基于网络药理学探讨白英干预类风湿性关节炎的潜在作用机制研究

徐云玲1, 贺蛟龙2,*()   

  1. 1. 浙江省中医药研究院/浙江省立同德医院, 浙江 杭州 310007
    2. 吉首大学第一附属医院, 湖南 吉首 416000
  • 收稿日期:2023-11-10 修回日期:2024-01-12 接受日期:2024-03-12 出版日期:2024-06-30 发布日期:2024-06-30
  • 通讯作者: 贺蛟龙

Underlying mechanisms of Solanum lyratum in the treatment of rheumatoid arthritis: insights from network pharmacology

Yunling Xu1, Jiaolong He2,*()   

  1. 1 Zhejiang Academy of Traditional Chinese Medicine/Tongde Hospital of Zhejiang Province, Hangzhou 310007, Zhejiang, China
    2 First Affiliated Hospital of Jishou University, Jishou 416000, Hunan, China
  • Received:2023-11-10 Revised:2024-01-12 Accepted:2024-03-12 Online:2024-06-30 Published:2024-06-30
  • Contact: Jiaolong He
  • Supported by:
    Natural Science Foundation of Zhejiang Province (Grant No. LQ22H280020).

摘要:

以网络药理学和分子对接相结合的综合策略为基础, 阐明白英治疗风湿性关节炎的有效成分及其可能的作用机制。首先从文献中提取白英中的相关化合物, 通过GeneCards、DisGeNET和OMIM数据库获得RA相关靶标, 构建中药-化合物-靶标网络和蛋白-蛋白相互作用(PPI)网络, 以预测白英可能存在的关键药物靶点并确定药物靶点与化合物之间的主要结合位点及相互作用力, 然后利用对接技术对预测的候选靶点进行了分析, 最后用白英乙酸乙酯萃取物干预人类风湿关节炎滑膜成纤维细胞模型(MH7A)进行体外验证。最终筛选出41个潜在活性化合物和126个交叉药理靶标; GO富集分析显示, 基因表达的阳性调节、对缺氧的反应和凋亡过程与白英治疗RA机制密切相关; KEGG通路分析表明TNF信号通路、IL-17信号通路、PI3K-Akt信号通路、MAPK信号通路、Toll样受体信号通路与白英干预RA有关, 其作用的关键靶点可能是AKT1、TP53、VEGR、CASP3、TNF和IL6等; 分子对接分析表明, 白英中薯蓣皂苷元、士的宁、澳洲边茄碱、苦茄碱、澳洲茄胺和熊果酸等活性成分与STAT3、JUN、MAPK1、TNF、TP53、IL6、MAPK8、IL1B、MMP1和MMP3等靶点具有良好的结合能力, 提示白英中可通过调节多种信号通路和靶点从而对RA起到干预和治疗作用。体外实验表明白英乙酸乙酯萃取物可以抑制MH7A细胞增殖, 并显著降低MH7A细胞炎症因子TNF-α, IL-17, IL-1β和 IL-6的分泌。该研究增加了中药白英及其有效成分抗RA药理作用的新认识, 也为相关研究提供了新方向和新思路的参考。

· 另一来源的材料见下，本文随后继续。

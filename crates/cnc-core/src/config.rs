//! 机床参数
//!
//! 会话开始时从 JSON 加载一次，之后只读共享（`Arc<MachineParameters>`）。
//! 所有字段都有默认值，配置文件只需写出与默认值不同的部分。

use crate::error::ConfigError;
use crate::geometry::Axis;
use crate::math::Vector3;
use serde::{Deserialize, Serialize};
use std::path::Path;
use std::time::Duration;

/// 单轴参数
#[derive(Debug, Clone, PartialEq, Serialize, Deserialize)]
#[serde(default)]
pub struct AxisParameters {
    /// 每单位长度的步数
    pub steps_per_unit: f64,
    /// 逻辑方向到硬件方向的符号，±1
    pub sign: f64,
    /// 物理反向（影响回零方向和圆弧手性）
    pub invert: bool,
    /// 行程
    pub size: f64,
    /// 回零时触发限位后的回退距离
    pub step_back: f64,
}

impl Default for AxisParameters {
    fn default() -> Self {
        Self {
            steps_per_unit: 400.0,
            sign: 1.0,
            invert: false,
            size: 100.0,
            step_back: 5.0,
        }
    }
}

impl AxisParameters {
    /// 物理长度 -> 硬件步数（含方向）
    pub fn to_steps(&self, value: f64) -> i64 {
        (value * self.steps_per_unit * self.sign).round() as i64
    }

    /// 硬件步数 -> 物理长度
    pub fn from_steps(&self, steps: i64) -> f64 {
        steps as f64 / self.steps_per_unit * self.sign
    }

    fn validate(&self, axis: Axis) -> Result<(), ConfigError> {
        let name = |field: &str| format!("{}.{}", axis.name().to_ascii_lowercase(), field);

        if !(self.steps_per_unit.is_finite() && self.steps_per_unit > 0.0) {
            return Err(ConfigError::invalid(name("steps_per_unit"), "must be positive"));
        }
        if self.sign != 1.0 && self.sign != -1.0 {
            return Err(ConfigError::invalid(name("sign"), "must be 1 or -1"));
        }
        if !(self.size.is_finite() && self.size >= 0.0) {
            return Err(ConfigError::invalid(name("size"), "must be non-negative"));
        }
        if !(self.step_back.is_finite() && self.step_back >= 0.0) {
            return Err(ConfigError::invalid(name("step_back"), "must be non-negative"));
        }
        Ok(())
    }
}

/// 机床参数
#[derive(Debug, Clone, PartialEq, Serialize, Deserialize)]
#[serde(default)]
pub struct MachineParameters {
    pub x: AxisParameters,
    pub y: AxisParameters,
    pub z: AxisParameters,

    /// 回零/探测的快速接近进给
    pub fast_feed: f64,
    /// 回零/探测的慢速进给
    pub slow_feed: f64,
    /// 单轴最大进给
    pub max_feed: f64,
    /// 单轴最大加速度
    pub max_acceleration: f64,

    /// 状态轮询间隔（毫秒）
    pub status_poll_interval_ms: u64,
    /// 传输失败后的重试等待（毫秒）
    pub retry_backoff_ms: u64,

    /// ZX 平面沿用旧控制器的手性判断（永不翻转旋转方向）
    pub legacy_zx_handedness: bool,
}

impl Default for MachineParameters {
    fn default() -> Self {
        Self {
            x: AxisParameters::default(),
            y: AxisParameters::default(),
            z: AxisParameters::default(),
            fast_feed: 600.0,
            slow_feed: 100.0,
            max_feed: 800.0,
            max_acceleration: 40.0 * 60.0 * 60.0,
            status_poll_interval_ms: 200,
            retry_backoff_ms: 100,
            legacy_zx_handedness: false,
        }
    }
}

impl MachineParameters {
    pub fn axis(&self, axis: Axis) -> &AxisParameters {
        match axis {
            Axis::X => &self.x,
            Axis::Y => &self.y,
            Axis::Z => &self.z,
        }
    }

    pub fn axis_mut(&mut self, axis: Axis) -> &mut AxisParameters {
        match axis {
            Axis::X => &mut self.x,
            Axis::Y => &mut self.y,
            Axis::Z => &mut self.z,
        }
    }

    /// 每轴符号向量
    pub fn signs(&self) -> Vector3 {
        Vector3::new(self.x.sign, self.y.sign, self.z.sign)
    }

    /// 三维位移 -> 每轴硬件步数
    pub fn to_steps(&self, delta: &Vector3) -> [i64; 3] {
        Axis::ALL.map(|axis| self.axis(axis).to_steps(delta[axis.index()]))
    }

    /// 每轴硬件步数 -> 可实现的物理位移
    pub fn from_steps(&self, steps: &[i64; 3]) -> Vector3 {
        Vector3::from_fn(|i, _| self.axis(Axis::ALL[i]).from_steps(steps[i]))
    }

    pub fn status_poll_interval(&self) -> Duration {
        Duration::from_millis(self.status_poll_interval_ms)
    }

    pub fn retry_backoff(&self) -> Duration {
        Duration::from_millis(self.retry_backoff_ms)
    }

    /// 检查参数合法性
    pub fn validate(&self) -> Result<(), ConfigError> {
        for axis in Axis::ALL {
            self.axis(axis).validate(axis)?;
        }

        let positive = [
            ("fast_feed", self.fast_feed),
            ("slow_feed", self.slow_feed),
            ("max_feed", self.max_feed),
            ("max_acceleration", self.max_acceleration),
        ];
        for (name, value) in positive {
            if !(value.is_finite() && value > 0.0) {
                return Err(ConfigError::invalid(name, "must be positive"));
            }
        }

        if self.status_poll_interval_ms == 0 {
            return Err(ConfigError::invalid("status_poll_interval_ms", "must be positive"));
        }

        if self.legacy_zx_handedness {
            tracing::warn!("Legacy ZX handedness enabled: ZX arcs never flip rotation sense");
        }
        Ok(())
    }

    /// 从 JSON 文本加载并校验
    pub fn from_json_str(json: &str) -> Result<Self, ConfigError> {
        let params: Self = serde_json::from_str(json)?;
        params.validate()?;
        Ok(params)
    }

    /// 从 JSON 文件加载并校验
    pub fn from_json_file(path: &Path) -> Result<Self, ConfigError> {
        let text = std::fs::read_to_string(path)?;
        let params = Self::from_json_str(&text)?;
        tracing::info!("Loaded machine parameters from: {}", path.display());
        Ok(params)
    }
}

#[cfg(test)]
mod tests {
    use super::*;

    #[test]
    fn test_defaults_are_valid() {
        MachineParameters::default().validate().expect("defaults must validate");
    }

    #[test]
    fn test_partial_json() {
        let params = MachineParameters::from_json_str(
            r#"{ "z": { "size": 80, "invert": true }, "max_feed": 1200 }"#,
        )
        .expect("Failed to parse");

        assert_eq!(params.z.size, 80.0);
        assert!(params.z.invert);
        assert_eq!(params.z.steps_per_unit, 400.0);
        assert_eq!(params.max_feed, 1200.0);
        assert_eq!(params.slow_feed, 100.0);
    }

    #[test]
    fn test_invalid_sign_rejected() {
        let result = MachineParameters::from_json_str(r#"{ "y": { "sign": 0.5 } }"#);
        assert!(matches!(result, Err(ConfigError::InvalidParameter { .. })));
    }

    #[test]
    fn test_malformed_json_rejected() {
        let result = MachineParameters::from_json_str("{ max_feed: }");
        assert!(matches!(result, Err(ConfigError::Json(_))));
    }

    #[test]
    fn test_step_conversion() {
        let mut params = MachineParameters::default();
        params.y.sign = -1.0;

        let steps = params.to_steps(&Vector3::new(1.0, 0.5, 0.00126));
        assert_eq!(steps, [400, -200, 1]);

        let physical = params.from_steps(&steps);
        assert_eq!(physical, Vector3::new(1.0, 0.5, 0.0025));
    }
}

关键词: 白英, 风湿性关节炎, 靶点, 网络药理, 分子对接

Abstract:

To elucidate the active ingredients and potential mechanism of Solanum lyratum in the treatment of rheumatoid arthritis (RA), we employed a comprehensive strategy that combined network pharmacology and molecular docking. First, we systematically retrieved relevant compounds from S. lyratum documented in the literature. We obtained RA-related targets by querying GeneCards, DisGeNET, and the OMIM database. Subsequently, we constructed drug-compound-target and protein-protein interaction (PPI) networks to predict the promising protein targets of S. lyratum and identify the primary interactions between these protein targets and compounds. To validate our predicted candidate targets, we employed docking techniques. Finally, we conducted an in vitro intervention and validation using the ethyl acetate extract of S. lyratum on human RA synovial fibroblasts (MH7A). Our analysis identified a total of 41 potential active compounds and 126 intersecting pharmacological targets. GO enrichment analysis revealed that positive regulation of gene expression, response to hypoxia, and apoptotic processes were closely associated with S. lyratum treatment in RA. KEGG pathway analysis suggested that the TNF signaling pathway, IL-17 signaling pathway, PI3K-Akt signaling pathway, MAPK signaling pathway, and Toll-Like receptor signaling pathway might play a pivotal role in S. lyratum intervention in RA. Consequently, key targets could include AKT1, TP53, VEGF, CASP3, TNF, and IL6. Molecular docking analysis indicated that diosgenin, strychnine, solamargine, solamarine, solasodine, and ursolic acid exhibited strong binding affinities with STAT3, JUN, MAPK1, TNF, TP53, IL6, MAPK8, IL1B, MMP1, and MMP3. These active compounds in S. lyratum had the potential to regulate multiple signaling pathways and target molecules, thereby exerting preventive and therapeutic effects in RA. In our in vitro experiment, we observed that the ethyl acetate extract of S. lyratum inhibited the proliferation of MH7A cells and reduced the release of cytokines. These experimental results aligned with the predictions generated through the network pharmacology approach. This study not only provided a theoretical foundation for the use of S. lyratum in the treatment of RA but also offered valuable insights for further investigations into the action mechanisms of Chinese herbal extract compounds.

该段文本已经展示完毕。